(Records from a data collection)

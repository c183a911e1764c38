//! pagecurl - speculative snapshot pager for page-curl navigation
//!
//! Lets a page-flip widget show the previous and next page of a document
//! rendered by an engine that can display only one position at a time and
//! only step forward or backward. Neighbor pages are obtained by briefly
//! moving the renderer, capturing its output, and moving it back.
//!
//! The entry point is [`SnapshotPager`]; renderers plug in through
//! [`DocumentRenderer`].

pub mod cache;
pub mod capture;
pub mod direction;
pub mod logging;
pub mod pager;
pub mod probe;
pub mod renderer;
pub mod snapshot;

pub use cache::{DirectionalCache, NavigabilityFlags, Slot};
pub use capture::{CaptureError, CapturePolicy, CaptureService};
pub use direction::{Direction, ReadingDirection, Side};
pub use pager::{
    CommitOutcome, ConfigError, PagerConfig, PagerError, PagerEvent, PagerPhase, PagerStatus,
    SnapshotPager, TapLocation,
};
pub use probe::{ProbeOutcome, Prober};
pub use renderer::{DocumentRenderer, Extent, SimulatedRenderer};
pub use snapshot::{RefreshToken, Snapshot};
//! Text selection over the words of the visible pages
//!
//! Points and word rectangles are in content space. The engine never looks at
//! the cache itself; the viewer hands it the projected words of every cached
//! visible page whenever the cache or the viewport changes.

use crate::types::{Point, Rect, Word};

/// Default vertical distance (px) between word centres that starts a new line
pub const DEFAULT_LINE_GAP: f32 = 15.0;

/// A word of a visible page together with its content-space rectangle
#[derive(Clone, Debug, PartialEq)]
pub struct VisibleWord {
    pub word: Word,
    pub rect: Rect,
}

/// Pointer shape the shell should show
#[derive(Clone, Copy, Debug, PartialEq, Eq)]
pub enum CursorHint {
    /// I-beam over selectable text
    Text,
    Arrow,
}

/// Rubber-band text selection state
#[derive(Clone, Debug)]
pub struct SelectionEngine {
    line_gap_threshold: f32,
    is_selecting: bool,
    start_point: Option<Point>,
    current_point: Option<Point>,
    visible_words: Vec<VisibleWord>,
    /// Indices into `visible_words`, in reading order
    selected: Vec<usize>,
}

impl Default for SelectionEngine {
    fn default() -> Self {
        Self::new(DEFAULT_LINE_GAP)
    }
}

impl SelectionEngine {
    #[must_use]
    pub fn new(line_gap_threshold: f32) -> Self {
        Self {
            line_gap_threshold,
            is_selecting: false,
            start_point: None,
            current_point: None,
            visible_words: Vec::new(),
            selected: Vec::new(),
        }
    }

    /// Replace the selectable words. An existing selection rectangle is
    /// evaluated again against the new list.
    pub fn set_visible_words(&mut self, words: Vec<VisibleWord>) {
        self.visible_words = words;
        self.selected.clear();
        if self.start_point.is_some() && self.current_point.is_some() {
            self.recompute();
        }
    }

    #[must_use]
    pub fn visible_words(&self) -> &[VisibleWord] {
        &self.visible_words
    }

    /// Begin a drag at `point`. Any previous selection is dropped; the drag
    /// only starts when `point` is over a word.
    pub fn start_selection(&mut self, point: Point) -> bool {
        self.clear();
        if self.get_word_at(point).is_none() {
            return false;
        }

        self.is_selecting = true;
        self.start_point = Some(point);
        self.current_point = Some(point);
        true
    }

    /// Move the drag end. Ignored unless a drag is in progress.
    pub fn update_selection(&mut self, point: Point) -> bool {
        if !self.is_selecting {
            return false;
        }
        self.current_point = Some(point);
        self.recompute();
        true
    }

    /// Finish the drag and return the selected text. The selected words stay
    /// highlighted until the next selection starts.
    pub fn end_selection(&mut self) -> String {
        if !self.is_selecting {
            return String::new();
        }
        self.is_selecting = false;
        self.selected_text()
    }

    #[must_use]
    pub fn is_selecting(&self) -> bool {
        self.is_selecting
    }

    #[must_use]
    pub fn has_selection(&self) -> bool {
        !self.selected.is_empty()
    }

    /// First visible word whose rectangle contains `point`
    #[must_use]
    pub fn get_word_at(&self, point: Point) -> Option<usize> {
        self.visible_words
            .iter()
            .position(|w| w.rect.contains(point))
    }

    #[must_use]
    pub fn is_over_text(&self, point: Point) -> bool {
        self.get_word_at(point).is_some()
    }

    #[must_use]
    pub fn cursor_at(&self, point: Point) -> CursorHint {
        if self.is_over_text(point) {
            CursorHint::Text
        } else {
            CursorHint::Arrow
        }
    }

    /// Selected words in reading order
    pub fn selected_words(&self) -> impl Iterator<Item = &VisibleWord> {
        self.selected.iter().map(|&i| &self.visible_words[i])
    }

    /// Rectangles to highlight
    #[must_use]
    pub fn selected_rects(&self) -> Vec<Rect> {
        self.selected_words().map(|w| w.rect).collect()
    }

    /// Selected words joined in reading order.
    ///
    /// Words on the same line are separated by a space, a vertical jump larger
    /// than the line gap threshold starts a new line and a page change inserts
    /// a page marker.
    #[must_use]
    pub fn selected_text(&self) -> String {
        let mut text = String::new();
        let mut last: Option<(usize, f32)> = None;

        for word in self.selected_words() {
            let page = word.word.page_index;
            let y = word.rect.center().y;

            match last {
                Some((last_page, _)) if last_page != page => {
                    text.push_str(&format!("\n--- page {} ---\n", page + 1));
                }
                Some((_, last_y)) if (y - last_y).abs() > self.line_gap_threshold => {
                    text.push('\n');
                }
                _ if !text.is_empty() && !text.ends_with([' ', '\n']) => text.push(' '),
                _ => {}
            }

            text.push_str(&word.word.text);
            last = Some((page, y));
        }

        text.trim().to_string()
    }

    /// Back to idle with nothing selected
    pub fn clear(&mut self) {
        self.is_selecting = false;
        self.start_point = None;
        self.current_point = None;
        self.selected.clear();
    }

    fn recompute(&mut self) {
        self.selected.clear();
        let (Some(start), Some(current)) = (self.start_point, self.current_point) else {
            return;
        };
        let band = Rect::from_corners(start, current);

        let mut hits: Vec<usize> = (0..self.visible_words.len())
            .filter(|&i| band.contains(self.visible_words[i].rect.center()))
            .collect();

        if hits.is_empty() {
            hits = (0..self.visible_words.len())
                .filter(|&i| band.intersects(&self.visible_words[i].rect))
                .collect();
        }

        let words = &self.visible_words;
        hits.sort_by(|&a, &b| {
            let (ca, cb) = (words[a].rect.center(), words[b].rect.center());
            words[a]
                .word
                .page_index
                .cmp(&words[b].word.page_index)
                .then(ca.y.total_cmp(&cb.y))
                .then(ca.x.total_cmp(&cb.x))
        });
        self.selected = hits;
    }
}

#[cfg(test)]
mod tests {
    use super::*;
    use crate::types::BBox;

    fn word(text: &str, page: usize, rect: Rect) -> VisibleWord {
        VisibleWord {
            word: Word {
                text: text.into(),
                bbox: BBox::new(rect.x0, rect.y0, rect.x1, rect.y1),
                page_index: page,
            },
            rect,
        }
    }

    /// Two pages, 1000px tall, two lines of two words each
    fn two_pages() -> Vec<VisibleWord> {
        let mut words = Vec::new();
        for page in 0..2 {
            let top = page as f32 * 1000.0;
            for (line, y) in [(0, 900.0), (1, 930.0)] {
                for (i, x) in [(0, 10.0), (1, 60.0)] {
                    words.push(word(
                        &format!("p{page}l{line}w{i}"),
                        page,
                        Rect::new(x, top + y, x + 40.0, top + y + 12.0),
                    ));
                }
            }
        }
        words
    }

    fn engine(words: Vec<VisibleWord>) -> SelectionEngine {
        let mut engine = SelectionEngine::default();
        engine.set_visible_words(words);
        engine
    }

    #[test]
    fn start_outside_text_stays_idle() {
        let mut sel = engine(two_pages());
        assert!(!sel.start_selection(Point::new(500.0, 10.0)));
        assert!(!sel.is_selecting());
        assert!(!sel.update_selection(Point::new(600.0, 20.0)));
        assert_eq!(sel.end_selection(), "");
    }

    #[test]
    fn selection_across_pages_inserts_marker() {
        let mut sel = engine(two_pages());

        assert!(sel.start_selection(Point::new(15.0, 905.0)));
        sel.update_selection(Point::new(95.0, 1910.0));

        assert_eq!(
            sel.end_selection(),
            "p0l0w0 p0l0w1\np0l1w0 p0l1w1\n--- page 2 ---\np1l0w0 p1l0w1"
        );
        assert!(!sel.is_selecting());
        assert_eq!(sel.selected_rects().len(), 6);
    }

    #[test]
    fn reverse_drag_keeps_reading_order() {
        let mut sel = engine(two_pages());

        assert!(sel.start_selection(Point::new(95.0, 940.0)));
        sel.update_selection(Point::new(5.0, 895.0));

        assert_eq!(sel.end_selection(), "p0l0w0 p0l0w1\np0l1w0 p0l1w1");
    }

    #[test]
    fn intersection_fallback_only_when_no_centre_inside() {
        let mut sel = engine(two_pages());

        // Band covers the left edge of p0l0w0 but not its centre
        assert!(sel.start_selection(Point::new(12.0, 902.0)));
        sel.update_selection(Point::new(20.0, 904.0));
        assert_eq!(sel.selected_text(), "p0l0w0");

        // Once a centre is inside, partially covered words are not added
        sel.update_selection(Point::new(85.0, 908.0));
        assert_eq!(sel.selected_text(), "p0l0w0 p0l0w1");
        sel.update_selection(Point::new(85.0, 935.0));
        assert_eq!(sel.selected_text(), "p0l0w0 p0l0w1");
    }

    #[test]
    fn cursor_and_hit_testing() {
        let sel = engine(two_pages());
        assert_eq!(sel.get_word_at(Point::new(65.0, 935.0)), Some(3));
        assert!(sel.is_over_text(Point::new(10.0, 900.0)));
        assert_eq!(sel.cursor_at(Point::new(10.0, 900.0)), CursorHint::Text);
        assert_eq!(sel.cursor_at(Point::new(5.0, 5.0)), CursorHint::Arrow);
    }

    #[test]
    fn new_words_reevaluate_selection() {
        let mut sel = engine(two_pages());
        sel.start_selection(Point::new(15.0, 905.0));
        sel.update_selection(Point::new(95.0, 1950.0));
        let _ = sel.end_selection();
        assert_eq!(sel.selected_rects().len(), 8);

        // Page 1 scrolled out of the cache
        let first_page = two_pages()
            .into_iter()
            .filter(|w| w.word.page_index == 0)
            .collect();
        sel.set_visible_words(first_page);
        assert_eq!(sel.selected_text(), "p0l0w0 p0l0w1\np0l1w0 p0l1w1");
    }

    #[test]
    fn clear_drops_highlight() {
        let mut sel = engine(two_pages());
        sel.start_selection(Point::new(15.0, 905.0));
        sel.update_selection(Point::new(95.0, 945.0));
        sel.clear();

        assert!(!sel.has_selection());
        assert_eq!(sel.selected_text(), "");
    }

    #[test]
    fn same_line_words_with_jitter_share_a_line() {
        let words = vec![
            word("hello", 0, Rect::new(0.0, 100.0, 40.0, 112.0)),
            word("world", 0, Rect::new(50.0, 104.0, 90.0, 116.0)),
            word("again", 0, Rect::new(0.0, 140.0, 40.0, 152.0)),
        ];
        let mut sel = engine(words);
        sel.start_selection(Point::new(1.0, 101.0));
        sel.update_selection(Point::new(95.0, 155.0));

        assert_eq!(sel.end_selection(), "hello world\nagain");
    }
}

--- AIM OF THE EXERCISE ---
Would you retype the lines of the data above, from the one holding "let mut sel = engine(words);" through its final line, exactly and without adding any other line?

--- SOLVED PROBLEM ---
        let mut sel = engine(words);
        sel.start_selection(Point::new(1.0, 101.0));
        sel.update_selection(Point::new(95.0, 155.0));

        assert_eq!(sel.end_selection(), "hello world\nagain");
    }
}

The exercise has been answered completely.